§ **Assigned task**
In the records below, begin at the line containing "root, non-recursively, so" and end at the line containing "for entry in"; quote every line in that span exactly, including both boundary lines, and no others.

■ ■ ■ ■ ■ ■ ■

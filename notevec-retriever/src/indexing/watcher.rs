//! Debounced file watching with single-document reindexing.
//!
//! Two background tasks cooperate through one [`PendingSet`]: the event task
//! consumes raw filesystem notifications and updates the set; the sweep task
//! ticks on a short interval, drains paths that have been quiet for the
//! debounce window, and reindexes them outside the lock. Delete and rename
//! events bypass the debounce and remove the document immediately; if a
//! reindex for the same path is already running, the path is tombstoned and
//! the document deleted again once the reindex commits, so a delete always
//! wins.

use std::path::{Path, PathBuf};
use std::sync::Arc;
use std::time::Duration;

use anyhow::{Context, Result};
use ignore::WalkBuilder;
use notify::event::{ModifyKind, RenameMode};
use notify::{Event, EventKind, RecommendedWatcher, RecursiveMode, Watcher};
use tokio::sync::{mpsc, watch};
use tokio::task::JoinHandle;
use tracing::{debug, error, info, warn};

use super::indexer::{Indexer, is_note_file};
use super::pending::PendingSet;

/// Timing knobs for the watcher. Defaults match production; tests shrink
/// them to run the state machine at millisecond scale.
#[derive(Debug, Clone)]
pub struct WatcherConfig {
    /// Quiet period required after the last event before reindexing.
    pub debounce_window: Duration,
    /// How often the sweep task checks for expired entries.
    pub sweep_interval: Duration,
}

impl Default for WatcherConfig {
    fn default() -> Self {
        Self {
            debounce_window: Duration::from_secs(2),
            sweep_interval: Duration::from_millis(500),
        }
    }
}

#[derive(Debug, Clone, Copy, PartialEq, Eq)]
pub(crate) enum PathAction {
    Changed,
    Removed,
}

/// State shared by the event and sweep tasks.
pub(crate) struct WatchState {
    pub(crate) indexer: Arc<Indexer>,
    pub(crate) root: PathBuf,
    pub(crate) pending: PendingSet,
    pub(crate) config: WatcherConfig,
}

impl WatchState {
    pub(crate) async fn handle_event(&self, event: Event) {
        for (rel, action) in classify_event(&self.root, &event) {
            match action {
                PathAction::Changed => {
                    debug!(path = %rel, "detected change");
                    self.pending.mark_changed(&rel);
                }
                PathAction::Removed => {
                    self.pending.mark_removed(&rel);
                    match self.indexer.store().delete_document(&rel).await {
                        Ok(()) => info!(path = %rel, "removed from index"),
                        Err(err) => error!(path = %rel, "failed to remove document: {err:#}"),
                    }
                }
            }
        }
    }

    pub(crate) async fn sweep_once(&self) {
        let due = self.pending.drain_expired(self.config.debounce_window);
        for rel in due {
            info!(path = %rel, "indexing");
            match self.indexer.reindex_file(&rel).await {
                Ok(()) => info!(path = %rel, "indexed"),
                Err(err) => error!(path = %rel, "failed to index: {err:#}"),
            }
            // A delete that raced the reindex wins: remove the document the
            // reindex may have just resurrected.
            if self.pending.finish(&rel) {
                if let Err(err) = self.indexer.store().delete_document(&rel).await {
                    error!(path = %rel, "failed to remove document after reindex: {err:#}");
                }
            }
        }
    }
}

/// Watches a notes tree and keeps the index in sync with edits.
pub struct NoteWatcher {
    indexer: Arc<Indexer>,
    config: WatcherConfig,
    shutdown: watch::Sender<bool>,
    fs_watcher: Option<RecommendedWatcher>,
    tasks: Vec<JoinHandle<()>>,
}

impl NoteWatcher {
    pub fn new(indexer: Arc<Indexer>, config: WatcherConfig) -> Self {
        let (shutdown, _) = watch::channel(false);
        Self {
            indexer,
            config,
            shutdown,
            fs_watcher: None,
            tasks: Vec::new(),
        }
    }

    /// Register watches and spawn the event and sweep tasks.
    pub fn start(&mut self) -> Result<()> {
        let root = self
            .indexer
            .root()
            .canonicalize()
            .with_context(|| format!("notes root {} is not accessible", self.indexer.root().display()))?;

        let (events_tx, events_rx) = mpsc::unbounded_channel();
        let mut fs_watcher = RecommendedWatcher::new(
            move |result: notify::Result<Event>| {
                // Runs on notify's own thread; sending never blocks.
                let _ = events_tx.send(result);
            },
            notify::Config::default(),
        )
        .context("failed to create file watcher")?;

        let watched = register_watches(&mut fs_watcher, &root)?;
        info!(root = %root.display(), directories = watched, "watching for changes");
        self.fs_watcher = Some(fs_watcher);

        let state = Arc::new(WatchState {
            indexer: self.indexer.clone(),
            root,
            pending: PendingSet::new(),
            config: self.config.clone(),
        });

        self.tasks.push(tokio::spawn(run_event_loop(
            state.clone(),
            events_rx,
            self.shutdown.subscribe(),
        )));
        self.tasks.push(tokio::spawn(run_sweep_loop(
            state,
            self.shutdown.subscribe(),
        )));

        Ok(())
    }

    /// Signal both tasks to stop, wait for them (in-flight reindexes run to
    /// completion), then release the notification handle.
    pub async fn stop(mut self) -> Result<()> {
        let _ = self.shutdown.send(true);
        for task in self.tasks.drain(..) {
            task.await.context("watcher task panicked")?;
        }
        drop(self.fs_watcher.take());
        Ok(())
    }
}

/// Watch every non-hidden directory under the root, non-recursively, so
/// hidden subtrees generate no events at all.
fn register_watches(watcher: &mut RecommendedWatcher, root: &Path) -> Result<usize> {
    let mut count = 0;
    let walker = WalkBuilder::new(root)
        .ignore(false)
        .git_ignore(false)
        .git_global(false)
        .git_exclude(false)
        .parents(false)
        .build();
    for entry in walker {
        let entry = entry.with_context(|| format!("failed to walk {}", root.display()))?;
        if entry.file_type().is_some_and(|t| t.is_dir()) {
            watcher
                .watch(entry.path(), RecursiveMode::NonRecursive)
                .with_context(|| format!("failed to watch {}", entry.path().display()))?;
            count += 1;
        }
    }
    Ok(count)
}

async fn run_event_loop(
    state: Arc<WatchState>,
    mut events: mpsc::UnboundedReceiver<notify::Result<Event>>,
    mut shutdown: watch::Receiver<bool>,
) {
    loop {
        tokio::select! {
            _ = shutdown.changed() => break,
            next = events.recv() => match next {
                Some(Ok(event)) => state.handle_event(event).await,
                Some(Err(err)) => warn!("watch error: {err}"),
                None => {
                    warn!("notification channel closed, stopping watch loop");
                    break;
                }
            },
        }
    }
}

async fn run_sweep_loop(state: Arc<WatchState>, mut shutdown: watch::Receiver<bool>) {
    let mut ticker = tokio::time::interval(state.config.sweep_interval);
    loop {
        tokio::select! {
            _ = shutdown.changed() => break,
            _ = ticker.tick() => state.sweep_once().await,
        }
    }
}

/// Map a notification onto per-path actions, filtering out anything that is
/// not a visible note under the root.
pub(crate) fn classify_event(root: &Path, event: &Event) -> Vec<(String, PathAction)> {
    let action_for = |position: usize| -> Option<PathAction> {
        match &event.kind {
            EventKind::Create(_) => Some(PathAction::Changed),
            EventKind::Remove(_) => Some(PathAction::Removed),
            EventKind::Modify(ModifyKind::Name(RenameMode::From)) => Some(PathAction::Removed),
            // A paired rename carries [from, to].
            EventKind::Modify(ModifyKind::Name(RenameMode::Both)) => Some(if position == 0 {
                PathAction::Removed
            } else {
                PathAction::Changed
            }),
            EventKind::Modify(_) => Some(PathAction::Changed),
            _ => None,
        }
    };

    event
        .paths
        .iter()
        .enumerate()
        .filter_map(|(position, path)| {
            let action = action_for(position)?;
            let rel = relative_note_path(root, path)?;
            Some((rel, action))
        })
        .collect()
}

/// Root-relative path of a note, or None for non-notes, paths outside the
/// root, and paths with a hidden component.
fn relative_note_path(root: &Path, path: &Path) -> Option<String> {
    if !is_note_file(path) {
        return None;
    }
    let rel = path.strip_prefix(root).ok()?;
    if rel
        .components()
        .any(|c| c.as_os_str().to_string_lossy().starts_with('.'))
    {
        return None;
    }
    Some(rel.to_string_lossy().into_owned())
}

■ ■ ■ ■ ■ ■ ■

§ **Answer space**
/// Watch every non-hidden directory under the root, non-recursively, so
/// hidden subtrees generate no events at all.
fn register_watches(watcher: &mut RecommendedWatcher, root: &Path) -> Result<usize> {
    let mut count = 0;
    let walker = WalkBuilder::new(root)
        .ignore(false)
        .git_ignore(false)
        .git_global(false)
        .git_exclude(false)
        .parents(false)
        .build();
    for entry in walker {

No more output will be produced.